■ ABOUT THIS TASK:
Each line of the entries below that includes "TelemetryFrame" belongs in your answer.

■ MATERIAL FOR THIS EXERCISE:
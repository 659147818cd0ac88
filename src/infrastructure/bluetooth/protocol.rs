//! Hover Robot Protocol
//!
//! GATT identifiers and the binary frames exchanged with the robot firmware.
//! Everything here is pure: no I/O, no logging.
//!
//! ## Outbound frames (written to [`WRITE_CHAR_UUID`])
//!
//! All multi-byte fields are little-endian.
//!
//! ```text
//! AxisControl, 5 bytes
//! [0]     : 0x01 (FRAME_AXIS_CONTROL)
//! [1-2]   : x (i16, -100..=100)
//! [3-4]   : y (i16, -100..=100)
//!
//! PidSettings, 21 bytes
//! [0]     : 0x02 (FRAME_PID_SETTINGS)
//! [1-4]   : kp (f32)
//! [5-8]   : ki (f32)
//! [9-12]  : kd (f32)
//! [13-16] : center angle (f32)
//! [17-20] : safety limits (f32)
//! ```
//!
//! ## Inbound telemetry (notified on [`NOTIFY_CHAR_UUID`])
//!
//! ```text
//! [0-3]   : pitch (f32)
//! [4-7]   : roll (f32)
//! [8-11]  : yaw (f32)
//! [12-13] : left wheel speed (i16)
//! [14-15] : right wheel speed (i16)
//! [16-35] : optional PID echo: kp, ki, kd, center angle, safety limits (f32)
//! ```
//!
//! Each notification is one complete frame; trailing bytes past the known
//! layout are ignored.

use crate::domain::models::{AxisControl, OutboundCommand, PidSettings, TelemetryFrame};
use thiserror::Error;
use uuid::Uuid;

/// Robot control service
pub const SERVICE_UUID: Uuid = Uuid::from_u128(0x0000abf0_0000_1000_8000_00805f9b34fb);

/// Readable characteristic
pub const READ_CHAR_UUID: Uuid = Uuid::from_u128(0x0000abf1_0000_1000_8000_00805f9b34fb);

/// Telemetry notifications
pub const NOTIFY_CHAR_UUID: Uuid = Uuid::from_u128(0x0000abf2_0000_1000_8000_00805f9b34fb);

/// Command writes
pub const WRITE_CHAR_UUID: Uuid = Uuid::from_u128(0x0000abf3_0000_1000_8000_00805f9b34fb);

/// Client Characteristic Configuration Descriptor
pub const CCCD_UUID: Uuid = Uuid::from_u128(0x00002902_0000_1000_8000_00805f9b34fb);

/// CCCD value enabling notifications
pub const ENABLE_NOTIFICATION_VALUE: [u8; 2] = [0x01, 0x00];

/// Shortest notification that carries a full telemetry frame.
pub const MIN_FRAME_LEN: usize = 16;

/// Telemetry length from which the PID echo is present.
pub const PID_ECHO_FRAME_LEN: usize = 36;

pub const FRAME_AXIS_CONTROL: u8 = 0x01;
pub const FRAME_PID_SETTINGS: u8 = 0x02;

pub const AXIS_CONTROL_LEN: usize = 5;
pub const PID_SETTINGS_LEN: usize = 21;

#[derive(Debug, Clone, Copy, PartialEq, Eq, Error)]
pub enum CodecError {
    #[error("frame too short: {len} bytes (need at least {min})")]
    TooShort { len: usize, min: usize },
}

/// Encodes a joystick sample. Out-of-range axes are clamped.
pub fn encode_axis_control(x: i16, y: i16) -> Vec<u8> {
    let axis = AxisControl::new(x, y);
    let mut frame = Vec::with_capacity(AXIS_CONTROL_LEN);
    frame.push(FRAME_AXIS_CONTROL);
    frame.extend_from_slice(&axis.x.to_le_bytes());
    frame.extend_from_slice(&axis.y.to_le_bytes());
    frame
}

pub fn encode_pid_settings(kp: f32, ki: f32, kd: f32, center: f32, safety: f32) -> Vec<u8> {
    let mut frame = Vec::with_capacity(PID_SETTINGS_LEN);
    frame.push(FRAME_PID_SETTINGS);
    for value in [kp, ki, kd, center, safety] {
        frame.extend_from_slice(&value.to_le_bytes());
    }
    frame
}

pub fn encode_command(command: &OutboundCommand) -> Vec<u8> {
    match command {
        OutboundCommand::AxisControl(axis) => encode_axis_control(axis.x, axis.y),
        OutboundCommand::PidSettings(pid) => encode_pid_settings(
            pid.kp,
            pid.ki,
            pid.kd,
            pid.center_angle,
            pid.safety_limits,
        ),
    }
}

/// Decodes one telemetry notification.
///
/// Never fails for inputs of [`MIN_FRAME_LEN`] bytes or more.
pub fn decode_frame(bytes: &[u8]) -> Result<TelemetryFrame, CodecError> {
    if bytes.len() < MIN_FRAME_LEN {
        return Err(CodecError::TooShort {
            len: bytes.len(),
            min: MIN_FRAME_LEN,
        });
    }

    let pid = if bytes.len() >= PID_ECHO_FRAME_LEN {
        Some(PidSettings {
            kp: read_f32(bytes, 16),
            ki: read_f32(bytes, 20),
            kd: read_f32(bytes, 24),
            center_angle: read_f32(bytes, 28),
            safety_limits: read_f32(bytes, 32),
        })
    } else {
        None
    };

    Ok(TelemetryFrame {
        pitch: read_f32(bytes, 0),
        roll: read_f32(bytes, 4),
        yaw: read_f32(bytes, 8),
        speed_left: i16::from_le_bytes([bytes[12], bytes[13]]),
        speed_right: i16::from_le_bytes([bytes[14], bytes[15]]),
        pid,
    })
}

fn read_f32(bytes: &[u8], at: usize) -> f32 {
    f32::from_le_bytes([bytes[at], bytes[at + 1], bytes[at + 2], bytes[at + 3]])
}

■ SOLUTION TO THE EXERCISE:
use crate::domain::models::{AxisControl, OutboundCommand, PidSettings, TelemetryFrame};
pub fn decode_frame(bytes: &[u8]) -> Result<TelemetryFrame, CodecError> {
    Ok(TelemetryFrame {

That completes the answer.